In fact, that’s the very reason I specifically stated “the potential ambiguity can be intelligently resolved”: it’s enough for an intelligent parser to work around the ambiguity. It’s enough for me, it’s enough for the AIs, but beyond that, mechanical parsers are going to struggle.

Yesterday, I posted that proposal to Reddit and because Reddit doesn’t do fenced code blocks, it started rendering all my closing TAB tokens as empty third-level quotations… as should be expected, of course: Reddit’s parser isn’t expected to understand what it is reading. :man_shrugging:

And decorating the closing token (\n>>>) with additional newlines isn’t going to help, either. At the end of the day, it just looks too much like a triply-nested empty blockquote paragraph.

One way around this could be to just use different characters altogether. I’m considering using plain guillemets (« ») instead of ASCII angle brackets, but requiring Unicode for a Markdown feature feels wrong.

Another way could be to actually write a grammar that’s unambiguous. But as far as I can tell, Markdown doesn’t have a formal grammar? Please correct me if I’m wrong… I found a topic from 2014 that talks about it, I’ll look into it.
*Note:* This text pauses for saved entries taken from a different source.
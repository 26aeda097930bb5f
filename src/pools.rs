// src/pools.rs
// Data model for the DeFiLlama yields feed. Snapshot-only: pools are fetched,
// ranked and discarded; there is no write path.

use serde::Deserialize;

/// Impermanent-loss risk bucket as reported by the feed. Unknown labels are
/// preserved rather than failing deserialization.
#[derive(Debug, Clone, PartialEq, Eq, Deserialize)]
#[serde(rename_all = "lowercase")]
pub enum IlRisk {
    Low,
    Medium,
    High,
    #[serde(other)]
    Other,
}

impl Default for IlRisk {
    fn default() -> Self {
        IlRisk::Other
    }
}

/// One pool record from the yields endpoint.
///
/// `(chain, project, symbol)` identifies a pool for display only; the feed
/// gives no global identity guarantee. Optional feed fields default to absent
/// instead of breaking the parse.
#[derive(Debug, Clone, Deserialize)]
pub struct YieldPool {
    pub chain: String,
    pub project: String,
    pub symbol: String,
    #[serde(rename = "tvlUsd", default)]
    pub tvl_usd: f64,
    #[serde(rename = "apyBase", default)]
    pub apy_base: Option<f64>,
    #[serde(rename = "apyReward", default)]
    pub apy_reward: Option<f64>,
    #[serde(default)]
    pub apy: f64,
    #[serde(default)]
    pub stablecoin: bool,
    #[serde(rename = "volumeUsd1d", default)]
    pub volume_usd_1d: Option<f64>,
    #[serde(rename = "volumeUsd7d", default)]
    pub volume_usd_7d: Option<f64>,
    #[serde(rename = "ilRisk", default)]
    pub il_risk: IlRisk,
}

/// Envelope of the yields endpoint: `{"status": ..., "data": [...]}`.
#[derive(Debug, Clone, Deserialize)]
pub struct YieldsResponse {
    pub data: Vec<YieldPool>,
}

#[cfg(test)]
mod tests {
    use super::*;

    #[test]
    fn test_parses_minimal_record() {
        let json = r#"{
            "chain": "Sui",
            "project": "cetus-amm",
            "symbol": "SUI-USDC",
            "tvlUsd": 2500000.0,
            "apy": 42.5,
            "stablecoin": false,
            "ilRisk": "yes"
        }"#;
        let pool: YieldPool = serde_json::from_str(json).unwrap();
        assert_eq!(pool.chain, "Sui");
        assert_eq!(pool.il_risk, IlRisk::Other);
        assert!(pool.apy_base.is_none());
        assert!(pool.volume_usd_1d.is_none());
    }

    #[test]
    fn test_parses_full_record_and_null_volume() {
        let json = r#"{
            "chain": "SUI",
            "project": "turbos",
            "symbol": "USDC-USDT",
            "tvlUsd": 1200000.0,
            "apyBase": 3.1,
            "apyReward": 1.4,
            "apy": 4.5,
            "stablecoin": true,
            "volumeUsd1d": null,
            "volumeUsd7d": 900000.0,
            "ilRisk": "low"
        }"#;
        let pool: YieldPool = serde_json::from_str(json).unwrap();
        assert_eq!(pool.il_risk, IlRisk::Low);
        assert_eq!(pool.volume_usd_1d, None);
        assert_eq!(pool.volume_usd_7d, Some(900000.0));
        assert_eq!(pool.apy_base, Some(3.1));
    }
}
Point is. Markdown is targeted at two kind of entities: machines and non-machines. Unlike something like XML that is mostly targeted at machines, Markdown is mostly targeted at non-machines. And non-machines, like humans and AI, should be able to make sense of my proposal. I think that’s the true power of Markdown: it’s an informal, intuitive formatting standard.

But I totally understand that, as is, my proposal would break everybody’s parsers. I’ll think about this some more.

Again, thanks for your analysis and insight.